No. 2. Telling Dereks Apart
After the euphoria of seven days ago, I returned to earth with a bump this week. Maybe it was the rule change that allowed shooting outside of the penalty area or simply the fact I was wearing my purple City away top and my team was fair-littered with Gasheads, but I hardly seen the ball up front and neither did my strike partner, Losing Derek, in a five nil defeat to the white shirts. Between us we mustered one effort on goal when LD walloped the bar as our team seemed to over-egg the freedom to now shoot from distance instead of getting the ball into the box as was previously the case. The scoreline NIL tells the success of this new approach.
Rich Wolf scored a well executed second half hattrick, after a comedy goal in which two of our defenders each cleverly dummied a slow grasscutter cross from Wayne Steppings to completely fool our keeper as it trickled across the line to give the whites a two nil halftime lead.
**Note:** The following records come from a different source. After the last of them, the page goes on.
impl Conductor {
    pub fn new(
        config: ConductorConfig,
        state: StateManager,
        router: Arc<Router>,
        executor: Arc<Executor>,
        retrieval: Arc<Retrieval>,
    ) -> Self {
        let understand_cache = UnderstandCache::new(config.understand_max, Duration::from_secs(config.understand_ttl_sec));
        let templates = Templates::new(config.templates_dir.as_ref().map(std::path::PathBuf::from));
        let sync_semaphore = Semaphore::new(config.max_concurrent_sync);
        Self {
            config,
            state,
            router,
            executor,
            retrieval,
            sync_semaphore,
            understand_cache,
            templates,
            metrics: ConductorMetrics::default(),
        }
    }

    pub fn config(&self) -> &ConductorConfig {
        &self.config
    }

    pub fn metrics(&self) -> &ConductorMetrics {
        &self.metrics
    }

    pub fn state(&self) -> &StateManager {
        &self.state
    }

    pub fn executor(&self) -> &Executor {
        &self.executor
    }

    pub fn retrieval(&self) -> &Retrieval {
        &self.retrieval
    }

    pub fn templates(&self) -> &Templates {
        &self.templates
    }

    fn resolve_project_context(&self, requested: Option<String>) -> String {
        match requested {
            Some(pc) if self.config.registered_projects.is_empty() || self.config.registered_projects.contains(&pc) => pc,
            Some(pc) => {
                warn!(requested = %pc, "Conductor: unregistered project_context, using default");
                self.config.default_project_context.clone()
            }
            None => self.config.default_project_context.clone(),
        }
    }

    /// Run one goal through the full classify -> route -> respond pipeline.
    pub async fn run(&self, request: RunRequest) -> Result<RunOutcome, ConductorError> {
        debug!(goal_len = request.goal.len(), async_mode = request.async_mode, "Conductor::run: called");
        if request.goal.trim().is_empty() {
            return Err(ConductorError::EmptyGoal);
        }
        if request.goal.len() > self.config.max_goal_chars {
            return Err(ConductorError::GoalTooLong);
        }

        let correlation_id = request
            .correlation_id
            .clone()
            .unwrap_or_else(|| generate_id("run", &request.goal));
        let project_context = self.resolve_project_context(request.project_context.clone());

        if request.async_mode {
            let mut task = Task::new(request.goal.clone(), project_context);
            task.metadata.web_context_attached = request.session_id.is_some();
            let task_id = self.state.create_task(task).await?;
            return Ok(RunOutcome::Accepted {
                status_url: format!("/run/status/{task_id}"),
                task_id,
                correlation_id,
            });
        }

        let permit = match self.sync_semaphore.try_acquire() {
            Ok(permit) => permit,
            Err(_) => {
                warn!("Conductor::run: over capacity, rejecting sync request");
                return Ok(RunOutcome::Overloaded {
                    retry_after_secs: self.config.overload_retry_after_secs,
                });
            }
        };

        let session_summary = request.chat_history.last().map(|turn| turn.assistant.clone());
        let understanding = self
            .understand_cache
            .get_or_compute(&project_context, &request.goal, session_summary.as_deref())
            .await;
        self.metrics.record_understand_cache_access();

        if self.config.strategy_enabled && is_ambiguous(&request.goal, understanding.category) {
            drop(permit);
            return Ok(RunOutcome::NeedsClarification {
                questions: self.clarifying_questions(&request.goal),
                suggested_restatement: format!("Could you restate this more specifically: \"{}\"?", request.goal.trim()),
                correlation_id,
            });
        }

        let output = match understanding.category {
            Category::Greeting => self.templates.greeting(),
            Category::WhatCanYouDo => self.templates.capabilities(),
            Category::StatusQuery => self.templates.status(),
            _ => {
                let context = self
                    .retrieval
                    .context(&self.state, &self.router, &project_context, &request.goal, None)
                    .await?;
                let context_text = context.render(4_000);

                let wants_fanout = self.config.strategy_enabled
                    && matches!(understanding.category, Category::Coding | Category::Execution | Category::MultiStep)
                    && !is_simple_one_shot(&request.goal);

                if wants_fanout {
                    self.metrics.record_fanout();
                    self.run_deep_analysis(&request.goal, &context_text).await?
                } else if matches!(understanding.category, Category::Coding | Category::Execution) {
                    self.run_light_executor(&request.goal, &project_context, &context_text).await?
                } else {
                    self.respond_directly(&request.goal, &context_text, "direct").await?
                }
            }
        };

        drop(permit);

        let knowledge_refs = self
            .record_memory(&request.goal, &output, &project_context, request.session_id.as_deref())
            .await;

        Ok(RunOutcome::Success {
            output,
            knowledge_refs,
            correlation_id,
        })
    }

    /// Check on a task previously accepted via `async_mode`.
    pub async fn status(&self, task_id: &str) -> Result<StatusOutcome, ConductorError> {
        let task = self
            .state
            .get_task(task_id)
            .await?
            .ok_or_else(|| ConductorError::TaskNotFound(task_id.to_string()))?;

        use crate::domain::TaskStatus;
        match task.status {
            TaskStatus::Pending => Ok(StatusOutcome::Queued),
            TaskStatus::InProgress => Ok(StatusOutcome::Running),
            TaskStatus::Completed => Ok(StatusOutcome::Completed(RunOutcome::Success {
                output: "task completed".to_string(),
                knowledge_refs: vec![],
                correlation_id: task.id,
            })),
            TaskStatus::DeferredToHuman => {
                let decisions = self
                    .state
                    .list_board_decisions(vec![taskstore::Filter::eq(
                        "task_id",
                        taskstore::IndexValue::String(task.id.clone()),
                    )])
                    .await?;
                let output = decisions
                    .last()
                    .map(|d| d.rationale.clone())
                    .unwrap_or_else(|| "task was escalated for human review".to_string());
                Ok(StatusOutcome::Completed(RunOutcome::Success {
                    output,
                    knowledge_refs: vec![],
                    correlation_id: task.id,
                }))
            }
            TaskStatus::Failed | TaskStatus::Cancelled => Ok(StatusOutcome::Failed(
                task.metadata.last_error.map(|e| e.to_string()).unwrap_or_else(|| task.status.to_string()),
            )),
        }
    }

    fn clarifying_questions(&self, goal: &str) -> Vec<String> {
        let mut questions = vec![format!("What outcome are you expecting from \"{}\"?", goal.trim())];
        questions.push("Which file, system or component does this concern?".to_string());
        questions.truncate(3);
        questions
    }

    async fn respond_directly(&self, goal: &str, context_text: &str, category: &str) -> Result<String, ConductorError> {
        let system_prompt = if context_text.is_empty() {
            "You are a helpful assistant.".to_string()
        } else {
            format!("You are a helpful assistant. Relevant context:\n{context_text}")
        };
        let request = RouterRequest {
            prompt: crate::llm::CompletionRequest {
                system_prompt,
                messages: vec![crate::llm::Message::user(goal.to_string())],
                max_tokens: 4_096,
                tools: vec![],
            },
            category: category.to_string(),
            preferred_source: None,
            preferred_model: None,
            stream: false,
        };
        Ok(self.router.complete(request).await?.text)
    }

    /// Delegation target for `IsSimpleOneShot` coding/execution goals: a
    /// direct Router call, recorded as a durable (already-terminal) Task row
    /// so one-shot delegations still show up in task history/auditing.
    async fn run_light_executor(&self, goal: &str, project_context: &str, context_text: &str) -> Result<String, ConductorError> {
        let mut task = Task::new(goal, project_context);
        task.assign(DIRECT_ASSIGNEE, BackendFamily::Fast);
        let task_id = self.state.create_task(task.clone()).await?;
        task.id = task_id;
        task.start_attempt();

        match self.respond_directly(goal, context_text, "light_executor").await {
            Ok(output) => {
                task.complete();
                self.state.update_task(task).await?;
                Ok(output)
            }
            Err(e) => {
                task.fail_attempt(crate::domain::LastError::Other, 0);
                self.state.update_task(task).await?;
                Err(e)
            }
        }
    }

    /// Decompose, fan out, and synthesize, re-decomposing once if a
    /// dependent subtask's result came back empty.
    async fn run_deep_analysis(&self, goal: &str, context_text: &str) -> Result<String, ConductorError> {
        let mut revisions_used = 0;
        let mut current_plan = plan::decompose(&self.router, goal, context_text).await;
        let mut outcomes = plan::run_fanout(&self.router, &current_plan, self.config.fanout_max).await;

        while plan::has_empty_dependency_result(&current_plan, &outcomes) && revisions_used < self.config.max_plan_revisions {
            revisions_used += 1;
            info!(revision = revisions_used, "Conductor::run_deep_analysis: revising plan after empty dependency result");
            current_plan = plan::decompose(&self.router, goal, context_text).await;
            outcomes = plan::run_fanout(&self.router, &current_plan, self.config.fanout_max).await;
        }

        Ok(plan::synthesize(&self.router, goal, &outcomes).await)
    }

    /// Persist the exchange to short-term session memory and a long-term
    /// knowledge node, returning the ids of anything newly written.
    async fn record_memory(&self, goal: &str, output: &str, project_context: &str, session_id: Option<&str>) -> Vec<String> {
        if let Some(session_id) = session_id {
            match self.state.get_session_exchange(session_id).await {
                Ok(Some(mut session)) => {
                    session.append(goal, output);
                    let _ = self.state.upsert_session_exchange(session).await;
                }
                Ok(None) => {
                    let mut session = SessionExchange::new(session_id);
                    session.append(goal, output);
                    let _ = self.state.upsert_session_exchange(session).await;
                }
                Err(e) => warn!(error = %e, "Conductor::record_memory: failed to load session exchange"),
            }
        }

        let mut node = KnowledgeNode::new(format!("Goal: {goal}\nOutcome: {output}"), "self");
        if let Ok(embedding) = self.router.embed(goal).await {
            node = node
                .with_embedding(embedding)
                .unwrap_or_else(|_| KnowledgeNode::new(format!("Goal: {goal}\nOutcome: {output}"), "self"));
        }
        node.metadata.domain = Some(project_context.to_string());
        match self.state.create_knowledge_node(node).await {
            Ok(id) => vec![id],
            Err(e) => {
                warn!(error = %e, "Conductor::record_memory: failed to persist knowledge node");
                vec![]
            }
        }
    }

    /// Ad hoc board consultation, independent of any Task: used by
    /// `POST /api/board/consult` when an external caller wants an arbiter
    /// opinion without going through the Executor's escalation path.
    pub async fn consult_board(&self, question: &str) -> crate::domain::BoardDecision {
        const CONSULT_SYSTEM_PROMPT: &str = "You are the escalation board for an autonomous task system, \
consulted directly rather than after a task failure. Respond with JSON only, matching exactly this shape: \
{\"decision\": string, \"rationale\": string, \"risks\": [string], \"confidence\": number between 0 and 1, \
\"recommend_human_review\": boolean}.";

        let request = RouterRequest {
            prompt: crate::llm::CompletionRequest {
                system_prompt: CONSULT_SYSTEM_PROMPT.to_string(),
                messages: vec![crate::llm::Message::user(question.to_string())],
                max_tokens: 1_024,
                tools: vec![],
            },
            category: "board_consult".to_string(),
            preferred_source: Some(BackendFamily::Heavy),
            preferred_model: None,
            stream: false,
        };

        match self.router.complete(request).await {
            Ok(response) => match crate::domain::BoardDecision::from_arbiter_json("consult", &response.text) {
                Some(decision) => decision,
                None => self.fallback_consult_decision(),
            },
            Err(e) => {
                warn!(error = %e, "Conductor::consult_board: arbiter call failed");
                self.fallback_consult_decision()
            }
        }
    }

    fn fallback_consult_decision(&self) -> crate::domain::BoardDecision {
        crate::domain::BoardDecision::new(
            "consult",
            "defer_to_human",
            "The arbiter could not produce a usable response.",
            vec!["arbiter response unavailable or malformed".to_string()],
            0.0,
            true,
        )
    }
}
Back to my strike partner. My girlfriend thinks we are mean to call him Losing Derek. But he is fine with it and even titles himself that on our What’s App group. He acquired the nickname after he had been with us a few months back in about 2017. We had four Dereks. Unlike our absent, on health grounds, midfielder Steve Prince who has two Daleks he bought at auction about forty years ago and keeps in his garage. Technically we have three Dereks and one Derrick. Now, footballers being a breed of their own we don’t seem to have grasped that there’s another way to differentiate between them by using their surnames. No, us footballers need an even simpler system to avoid confusion. We employ nicknames. Actually, epithets. Therefore we have Mars Bar Derrick, because he always presents everyone with a Mars Bar after matches (although in recent months I have noticed due to the economic climate this has been downscaled to a jaffa cake), Rovers Derek, because he is a Gashead and until earlier this season worked for them in a voluntary capacity and Losing Derek so called because the first seventeen matches he played in our big Friday games he was never on the winning side. On the eighteenth occasion when he did at last triumph, there was much jubilation as he was chaired from the pitch by winners and losers alike. When a bad run like that finishes it transcends one’s own feelings about the match and one is simply happy for a fellow player.
Obviously, he became known as Losing Derek at some point during that initial bad run and the name stuck. As happens in football, the losing and non-winning streak was followed by a handful of consecutive wins for LD and in the pub, where several of us usually congregate to engage in post match analysis while enjoying a pint, Losing Derek even optimistically suggested that he should now be called Winning Derek. But we weren’t having any of that nonsense. He was and has remained Losing Derek to us. I did once offer the hope that we might reconsider, if his winning streak continued, and in the fashion of the late pop star Prince call him ‘The Player Formerly Known As Losing Derek’.
Others in the pub give us funny looks when we call him Losing Derek, indeed they seem more bemused by the fact he doesn’t get to his feet and bop us all one. This was especially the case when our sadly injury prone Spanish striker (although he insists on being called Catalonian) Juan called out from the bar to our table through a fairly packed pub, ‘Hey Loser Derek, is it a pint or a half you want?’ What makes this all the more humorous is that Juan is a man of the cloth. There was every possibility a member of his congregation was present that day and witnessed this apparent put down and has got it about that Juan would be a hypocrite if he ever tells the story of the Good Samaritan in any of his sermons because if he had been around then and came across the stricken traveller he would’ve been putting the boot in as well.
The observant amongst you will have noticed that only three Dereks were given epithets. This is a bone of contention to Derek O’Connor who feels aggrieved that he has been spared this. I have dabbled with the idea of calling him Epithetless Derek but that would be a misnomer.